The Rite Opératif de Salomon (Operative Rite of Solomon in English) is a Masonic rite that appeared in the 1960's as a result of research by Jacques de La Personne, then president of the Rituals Commission and deputy grand orator of the Grand Orient de France. It proposes to the Freemasons who practice it, a very symbolic approach of Freemasonry, with a particular accent put on the ceremonial of the Masonic meetings. This rite is mainly practiced within the Initiatic and Traditional Order of the Royal Art (OITAR) that Jacques de La Personne created in 1974.

History 
Jacques de La Personne, who entered Freemasonry at the Grand Orient de France on December 16, 1959, belongs to this generation of Freemasons who are passionate about the study of the French Rite from the sources of the texts, in the movement of brothers like René Guilly, for example. Initiated in the lodge "Les Inséparables du Progrès", he began his work in this workshop of which he became Worshipful Master in 1964. Becoming deputy grand orator and president of the commission of rites of the Grand Orient de France1, it is mandated by it to carry out his project that he obtains a patent to create the lodge "Les Hommes" which practices in experimental form the result of his work, namely: the first three degrees of what will become the Operative Rite of Solomon.

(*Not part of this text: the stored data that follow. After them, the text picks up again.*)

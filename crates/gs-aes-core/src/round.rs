//! AES round transformations on a column-major 4x4 state.
//!
//! Byte `i` of a [`Block`] sits at row `i % 4`, column `i / 4`, matching the
//! input ordering of FIPS-197.

use crate::block::{xor_in_place, Block};
use crate::sbox::{inv_sbox, sbox};

/// Applies SubBytes to the state in place.
#[inline]
pub fn sub_bytes(state: &mut Block) {
    state.iter_mut().for_each(|byte| *byte = sbox(*byte));
}

/// Applies the inverse SubBytes transformation.
#[inline]
pub fn inv_sub_bytes(state: &mut Block) {
    state.iter_mut().for_each(|byte| *byte = inv_sbox(*byte));
}

/// Performs ShiftRows in place: row `r` rotates left by `r` columns.
#[inline]
pub fn shift_rows(state: &mut Block) {
    let old = *state;
    for col in 0..4 {
        for row in 1..4 {
            state[col * 4 + row] = old[((col + row) % 4) * 4 + row];
        }
    }
}

/// Performs the inverse of ShiftRows in place: row `r` rotates right by `r`.
#[inline]
pub fn inv_shift_rows(state: &mut Block) {
    let old = *state;
    for col in 0..4 {
        for row in 1..4 {
            state[((col + row) % 4) * 4 + row] = old[col * 4 + row];
        }
    }
}

/// Multiplies by `x` in GF(2^8) modulo the AES polynomial.
#[inline]
fn xtime(byte: u8) -> u8 {
    (byte << 1) ^ (((byte >> 7) & 1) * 0x1b)
}

/// General GF(2^8) multiplication.
fn gmul(mut a: u8, mut b: u8) -> u8 {
    let mut product = 0u8;
    while b != 0 {
        if b & 1 != 0 {
            product ^= a;
        }
        a = xtime(a);
        b >>= 1;
    }
    product
}

fn mix_column(col: &mut [u8]) {
    let [a0, a1, a2, a3] = [col[0], col[1], col[2], col[3]];
    let all = a0 ^ a1 ^ a2 ^ a3;
    col[0] = a0 ^ all ^ xtime(a0 ^ a1);
    col[1] = a1 ^ all ^ xtime(a1 ^ a2);
    col[2] = a2 ^ all ^ xtime(a2 ^ a3);
    col[3] = a3 ^ all ^ xtime(a3 ^ a0);
}

fn inv_mix_column(col: &mut [u8]) {
    let [a0, a1, a2, a3] = [col[0], col[1], col[2], col[3]];
    col[0] = gmul(a0, 0x0e) ^ gmul(a1, 0x0b) ^ gmul(a2, 0x0d) ^ gmul(a3, 0x09);
    col[1] = gmul(a0, 0x09) ^ gmul(a1, 0x0e) ^ gmul(a2, 0x0b) ^ gmul(a3, 0x0d);
    col[2] = gmul(a0, 0x0d) ^ gmul(a1, 0x09) ^ gmul(a2, 0x0e) ^ gmul(a3, 0x0b);
    col[3] = gmul(a0, 0x0b) ^ gmul(a1, 0x0d) ^ gmul(a2, 0x09) ^ gmul(a3, 0x0e);
}

/// MixColumns over all four columns.
#[inline]
pub fn mix_columns(state: &mut Block) {
    state.chunks_exact_mut(4).for_each(mix_column);
}

/// Inverse MixColumns over all four columns.
#[inline]
pub fn inv_mix_columns(state: &mut Block) {
    state.chunks_exact_mut(4).for_each(inv_mix_column);
}

/// Adds (XORs) a round key into the state.
#[inline]
pub fn add_round_key(state: &mut Block, round_key: &Block) {
    xor_in_place(state, round_key);
}
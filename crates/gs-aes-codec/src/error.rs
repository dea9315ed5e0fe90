//! Error taxonomy for the buffer codec and engine handle.

use gs_aes_core::LengthError;
use thiserror::Error;

use crate::mode::Mode;

/// Every failure the codec can report. All are scoped to a single call.
#[derive(Debug, Error)]
pub enum Error {
    /// The key was not 16 bytes.
    #[error("invalid key length: expected 16 bytes, got {0}")]
    InvalidKeyLength(usize),

    /// A chaining mode was given an IV that is not 16 bytes.
    #[error("invalid IV length: expected 16 bytes, got {0}")]
    InvalidIvLength(usize),

    /// A chaining mode was called without an IV.
    #[error("{0} mode requires an IV but none was supplied")]
    MissingIv(Mode),

    /// A block, or a ciphertext expected to be block aligned, had the wrong size.
    #[error("invalid block length: {0} bytes is not a positive multiple of 16")]
    InvalidBlockLength(usize),

    /// The mode name is not one of ecb, cbc or ctr.
    #[error("unsupported cipher mode: {0}")]
    UnsupportedMode(String),

    /// The trailing padding of a decrypted buffer is malformed.
    #[error("malformed padding")]
    PaddingError,

    /// A sealed frame could not be encoded or decoded.
    #[error("frame error: {0}")]
    Frame(String),
}

impl From<LengthError> for Error {
    fn from(value: LengthError) -> Self {
        match value {
            LengthError::InvalidKeyLength { actual } => Error::InvalidKeyLength(actual),
            LengthError::InvalidBlockLength { actual } => Error::InvalidBlockLength(actual),
        }
    }
}

impl From<bincode::Error> for Error {
    fn from(value: bincode::Error) -> Self {
        Error::Frame(value.to_string())
    }
}

/// Codec result alias.
pub type Result<T> = std::result::Result<T, Error>;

The lodge was created on February 7, 1972.

The lodge "Les Hommes" still practices this rite. Thereafter, anxious to continue the experience of creating an original rite in the twentieth century in a freer, and wishing to open to the mix, it creates the Initiatory and Traditional Order of the Royal Art in January 1974 and detaches itself from the GODF to constitute an independent structure. The first lodge created in this new framework, "The Founders" became lodge number one of the OITAR2.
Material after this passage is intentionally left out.